For many years doctors didn't think chemo crossed the blood brain barrier in the brain but now they admit and have found some drugs do cross the barrier and do effect the brain to some extent.
Because of my worsening memory and confusion espcially I sought out a memory clinic run out of a hospital and staffed by neuro surgeons who specialized in this, basically it was prior to all of this just for Altzheimer and Parkinson patients. Anywho, I went to be assessed 4 years ago and the testing showed some mild impairment but the CT scan of my head never got done until about 2 weeks ago when I demanded they get it done.
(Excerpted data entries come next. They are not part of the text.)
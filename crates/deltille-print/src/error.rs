use deltille_core::LatticeKind;

/// A board specification that cannot be rendered at all.
#[derive(thiserror::Error, Debug, Clone, PartialEq)]
pub enum ConfigurationError {
    #[error("board type {actual} cannot be drawn by the {expected} renderer")]
    WrongBoardType {
        expected: LatticeKind,
        actual: LatticeKind,
    },
    #[error(
        "tag family '{family}' is unavailable for {lattice} boards; use one of: {}",
        .available.join(", ")
    )]
    UnknownFamily {
        family: String,
        lattice: LatticeKind,
        available: Vec<String>,
    },
    #[error("edge_length must be finite and > 0 (got {0})")]
    InvalidEdgeLength(f64),
    #[error("tag_border must be finite and > 0 (got {0})")]
    InvalidTagBorder(f64),
}

/// Errors returned by the board renderers.
#[derive(thiserror::Error, Debug, Clone, PartialEq)]
pub enum RenderError {
    #[error(transparent)]
    Configuration(#[from] ConfigurationError),
    #[error("tag id {id} is out of range for {family} ({available} codes)")]
    TagIdOutOfRange {
        family: String,
        id: u32,
        available: usize,
    },
}
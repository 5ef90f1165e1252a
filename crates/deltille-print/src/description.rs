//! Line-oriented board description (`.dsc`) records.
//!
//! ```text
//! <board_id>,<cols-1>,<rows-1>,<edge_length>
//! <tag_family>,<tag_border>
//! <tag_id>,<x_index>,<y_index>,<x_mm>,<y_mm>,0      one line per valid corner
//! ```
//!
//! Corner indices and coordinates are relative to lattice vertex `(1, 1)`.
//! Corners not owned by any marker carry tag id `-1`.

use std::fmt;
use std::str::FromStr;

use serde::{Deserialize, Serialize};

/// Shortest round-trip decimal form, always with a fractional part (`20.0`).
pub fn format_real(v: f64) -> String {
    format!("{v:?}")
}

/// One valid calibration corner.
#[derive(Clone, Copy, Debug, PartialEq, Serialize, Deserialize)]
pub struct CornerRecord {
    /// Marker owning the corner; `None` is written as `-1`.
    pub tag_id: Option<u32>,
    /// Column index relative to vertex `(1, 1)`.
    pub x_index: i32,
    /// Row index relative to vertex `(1, 1)`.
    pub y_index: i32,
    pub x: f64,
    pub y: f64,
    pub z: f64,
}

impl fmt::Display for CornerRecord {
    fn fmt(&self, f: &mut fmt::Formatter<'_>) -> fmt::Result {
        let tag = self.tag_id.map_or(-1, i64::from);
        write!(
            f,
            "{},{},{},{},{},0",
            tag,
            self.x_index,
            self.y_index,
            format_real(self.x),
            format_real(self.y)
        )
    }
}

/// Everything written to the description file for one board.
#[derive(Clone, Debug, PartialEq, Serialize, Deserialize)]
pub struct BoardDescription {
    pub board_id: usize,
    /// `cols - 1` of the cell grid.
    pub max_x_index: usize,
    /// `rows - 1` of the cell grid.
    pub max_y_index: usize,
    pub edge_length: f64,
    pub tag_family: String,
    pub tag_border: f64,
    pub corners: Vec<CornerRecord>,
}

impl BoardDescription {
    /// Number of corners owned by a marker.
    pub fn tagged_corner_count(&self) -> usize {
        self.corners.iter().filter(|c| c.tag_id.is_some()).count()
    }
}

impl fmt::Display for BoardDescription {
    fn fmt(&self, f: &mut fmt::Formatter<'_>) -> fmt::Result {
        writeln!(
            f,
            "{},{},{},{}",
            self.board_id,
            self.max_x_index,
            self.max_y_index,
            format_real(self.edge_length)
        )?;
        writeln!(f, "{},{}", self.tag_family, format_real(self.tag_border))?;
        for corner in &self.corners {
            writeln!(f, "{corner}")?;
        }
        Ok(())
    }
}

/// Description text that could not be parsed.
#[derive(thiserror::Error, Debug, Clone, PartialEq, Eq)]
pub enum DescriptionError {
    #[error("line {line}: expected {expected} comma-separated fields, found {found}")]
    FieldCount {
        line: usize,
        expected: &'static str,
        found: usize,
    },
    #[error("line {line}: cannot parse '{value}'")]
    Value { line: usize, value: String },
    #[error("line {line}: corner record before any board header")]
    CornerBeforeHeader { line: usize },
    #[error("line {line}: board header is not followed by a family line")]
    MissingFamily { line: usize },
}

fn field<T: FromStr>(line: usize, raw: &str) -> Result<T, DescriptionError> {
    raw.trim().parse().map_err(|_| DescriptionError::Value {
        line,
        value: raw.to_string(),
    })
}

fn tag_id(line: usize, raw: &str) -> Result<Option<u32>, DescriptionError> {
    let id: i64 = field(line, raw)?;
    match id {
        -1 => Ok(None),
        id => u32::try_from(id).map(Some).map_err(|_| DescriptionError::Value {
            line,
            value: raw.to_string(),
        }),
    }
}

/// Parse a (possibly multi-board) description file.
///
/// Blank lines are ignored; line numbers in errors are 1-based.
pub fn parse_descriptions(text: &str) -> Result<Vec<BoardDescription>, DescriptionError> {
    let mut boards: Vec<BoardDescription> = Vec::new();
    let mut lines = text
        .lines()
        .enumerate()
        .map(|(idx, l)| (idx + 1, l.trim()))
        .filter(|(_, l)| !l.is_empty());

    while let Some((line, raw)) = lines.next() {
        let fields: Vec<&str> = raw.split(',').collect();
        match fields.len() {
            4 => {
                let (family_line, family_raw) =
                    lines.next().ok_or(DescriptionError::MissingFamily { line })?;
                let family: Vec<&str> = family_raw.split(',').collect();
                if family.len() != 2 {
                    return Err(DescriptionError::FieldCount {
                        line: family_line,
                        expected: "2",
                        found: family.len(),
                    });
                }
                boards.push(BoardDescription {
                    board_id: field(line, fields[0])?,
                    max_x_index: field(line, fields[1])?,
                    max_y_index: field(line, fields[2])?,
                    edge_length: field(line, fields[3])?,
                    tag_family: family[0].trim().to_string(),
                    tag_border: field(family_line, family[1])?,
                    corners: Vec::new(),
                });
            }
            6 => {
                let board = boards
                    .last_mut()
                    .ok_or(DescriptionError::CornerBeforeHeader { line })?;
                board.corners.push(CornerRecord {
                    tag_id: tag_id(line, fields[0])?,
                    x_index: field(line, fields[1])?,
                    y_index: field(line, fields[2])?,
                    x: field(line, fields[3])?,
                    y: field(line, fields[4])?,
                    z: field(line, fields[5])?,
                });
            }
            found => {
                return Err(DescriptionError::FieldCount {
                    line,
                    expected: "4 or 6",
                    found,
                })
            }
        }
    }
    Ok(boards)
}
This morning I received a call from my GP's nurse that said that the CT of the head did show some mild changes and that from her perspective did explain why I was having some of the issues I had been telling her about for the last 20 years. You gotta have this stuff on paper, sheeesh. Anywho she said that there are no tumours or anything that even closely said 'cancer' but it did validate what I already knew, treatments can affect the brain, or at least the ones I had 25 years ago. All treatments are different to different people though so not to get too concerned - speak to your physicians prior to treatments of any kind and make your decisions based on what they know today. Take for example my total body radiations that were part of a bone marrow transplant back 22 years ago - I heard that they try not to do total body radiation anymore because of the extra damage it can do and I am living proof they are right about that. I don't know if they still use it in some cases but I know they try to stay away from that overall an exposure. That's tne new route it seems, do as little damage as possible. Makes sense to me but at the time so did blast it with full force and I am here 25 years later so hard to argue with the method. Still there is a price I pay for that longevity. Not whining or grumping, just saying.
Anywho that is the latest on my results. A CT scan done at the same time for my abdomen and pelvis which is where the first NHL showed up showed no changes to a cyst on my ovary that seems to come and go but is totally benign.
And so it goes on. In 2 weeks I have a specialists appt everyday of the week but one for more issues. And so it goes on.